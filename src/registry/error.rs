// ABOUTME: Registry error types.
// ABOUTME: One variant per transfer step so failures keep their origin.

use thiserror::Error;

use crate::ports::PortError;
use crate::process::ProcessError;
use crate::topology::TopologyError;

#[derive(Debug, Error)]
pub enum RegistryError {
    /// Tagging failed, usually because the build produced a differently named image.
    #[error("could not tag {image} (is it the image `{build_command}` builds?): {detail}")]
    TagMismatch {
        image: String,
        build_command: String,
        detail: String,
    },

    #[error("failed to push {image}: {detail}")]
    Push { image: String, detail: String },

    #[error("failed to pull {image} on {host}: {detail}")]
    Pull {
        image: String,
        host: String,
        detail: String,
    },

    #[error("failed to relay {image} into the cluster registry on {host}: {detail}")]
    Relay {
        image: String,
        host: String,
        detail: String,
    },

    #[error("failed to start registry container {container}: {detail}")]
    Start { container: String, detail: String },

    #[error("failed to remove registry container {container}: {detail}")]
    Stop { container: String, detail: String },

    #[error(transparent)]
    Port(#[from] PortError),

    #[error(transparent)]
    Topology(#[from] TopologyError),

    #[error(transparent)]
    Process(#[from] ProcessError),
}
// ABOUTME: Audit record attached to every updated service as the `deployer` label.
// ABOUTME: Who deployed what, when, and from which machine.

use chrono::{DateTime, Utc};
use serde::{Deserialize, Serialize};
use sysinfo::System;

/// Label key holding the serialized metadata.
pub const METADATA_LABEL: &str = "deployer";

#[derive(Debug, Clone, PartialEq, Eq, Serialize, Deserialize)]
#[serde(rename_all = "camelCase")]
pub struct DeploymentMetadata {
    pub date: DateTime<Utc>,
    pub deployer_version: String,
    /// Project name from the config.
    pub name: String,
    pub computer_username: String,
    pub device_name: String,
    pub operating_system: OperatingSystem,
    /// Image reference the service was updated to.
    pub image: String,
}

#[derive(Debug, Clone, PartialEq, Eq, Serialize, Deserialize)]
pub struct OperatingSystem {
    #[serde(rename = "type")]
    pub kind: String,
    pub platform: String,
    pub architecture: String,
    /// Kernel release; absent from labels written by older versions.
    #[serde(default)]
    pub release: String,
}

impl OperatingSystem {
    pub fn current() -> Self {
        Self {
            kind: std::env::consts::FAMILY.to_string(),
            platform: std::env::consts::OS.to_string(),
            architecture: std::env::consts::ARCH.to_string(),
            release: System::kernel_version().unwrap_or_else(|| "unknown".to_string()),
        }
    }
}

impl DeploymentMetadata {
    /// Describe a deployment of `image` happening now on this machine.
    pub fn collect(name: &str, image: &str) -> Self {
        let computer_username = std::env::var("USER")
            .or_else(|_| std::env::var("USERNAME"))
            .unwrap_or_else(|_| "unknown".to_string());

        Self {
            date: Utc::now(),
            deployer_version: env!("CARGO_PKG_VERSION").to_string(),
            name: name.to_string(),
            computer_username,
            device_name: gethostname::gethostname().to_string_lossy().into_owned(),
            operating_system: OperatingSystem::current(),
            image: image.to_string(),
        }
    }

    /// JSON label value.
    pub fn to_label(&self) -> serde_json::Result<String> {
        serde_json::to_string(self)
    }

    pub fn from_label(value: &str) -> serde_json::Result<Self> {
        serde_json::from_str(value)
    }
}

[Try it]
Please output the listing above exactly, every line included.

[Response area]
filename src/registry/error.rs
// ABOUTME: Registry error types.
// ABOUTME: One variant per transfer step so failures keep their origin.

use thiserror::Error;

use crate::ports::PortError;
use crate::process::ProcessError;
use crate::topology::TopologyError;

#[derive(Debug, Error)]
pub enum RegistryError {
    /// Tagging failed, usually because the build produced a differently named image.
    #[error("could not tag {image} (is it the image `{build_command}` builds?): {detail}")]
    TagMismatch {
        image: String,
        build_command: String,
        detail: String,
    },

    #[error("failed to push {image}: {detail}")]
    Push { image: String, detail: String },

    #[error("failed to pull {image} on {host}: {detail}")]
    Pull {
        image: String,
        host: String,
        detail: String,
    },

    #[error("failed to relay {image} into the cluster registry on {host}: {detail}")]
    Relay {
        image: String,
        host: String,
        detail: String,
    },

    #[error("failed to start registry container {container}: {detail}")]
    Start { container: String, detail: String },

    #[error("failed to remove registry container {container}: {detail}")]
    Stop { container: String, detail: String },

    #[error(transparent)]
    Port(#[from] PortError),

    #[error(transparent)]
    Topology(#[from] TopologyError),

    #[error(transparent)]
    Process(#[from] ProcessError),
}
// ABOUTME: Audit record attached to every updated service as the `deployer` label.
// ABOUTME: Who deployed what, when, and from which machine.

use chrono::{DateTime, Utc};
use serde::{Deserialize, Serialize};
use sysinfo::System;

/// Label key holding the serialized metadata.
pub const METADATA_LABEL: &str = "deployer";

#[derive(Debug, Clone, PartialEq, Eq, Serialize, Deserialize)]
#[serde(rename_all = "camelCase")]
pub struct DeploymentMetadata {
    pub date: DateTime<Utc>,
    pub deployer_version: String,
    /// Project name from the config.
    pub name: String,
    pub computer_username: String,
    pub device_name: String,
    pub operating_system: OperatingSystem,
    /// Image reference the service was updated to.
    pub image: String,
}

#[derive(Debug, Clone, PartialEq, Eq, Serialize, Deserialize)]
pub struct OperatingSystem {
    #[serde(rename = "type")]
    pub kind: String,
    pub platform: String,
    pub architecture: String,
    /// Kernel release; absent from labels written by older versions.
    #[serde(default)]
    pub release: String,
}

impl OperatingSystem {
    pub fn current() -> Self {
        Self {
            kind: std::env::consts::FAMILY.to_string(),
            platform: std::env::consts::OS.to_string(),
            architecture: std::env::consts::ARCH.to_string(),
            release: System::kernel_version().unwrap_or_else(|| "unknown".to_string()),
        }
    }
}

impl DeploymentMetadata {
    /// Describe a deployment of `image` happening now on this machine.
    pub fn collect(name: &str, image: &str) -> Self {
        let computer_username = std::env::var("USER")
            .or_else(|_| std::env::var("USERNAME"))
            .unwrap_or_else(|_| "unknown".to_string());

        Self {
            date: Utc::now(),
            deployer_version: env!("CARGO_PKG_VERSION").to_string(),
            name: name.to_string(),
            computer_username,
            device_name: gethostname::gethostname().to_string_lossy().into_owned(),
            operating_system: OperatingSystem::current(),
            image: image.to_string(),
        }
    }

    /// JSON label value.
    pub fn to_label(&self) -> serde_json::Result<String> {
        serde_json::to_string(self)
    }

    pub fn from_label(value: &str) -> serde_json::Result<Self> {
        serde_json::from_str(value)
    }
}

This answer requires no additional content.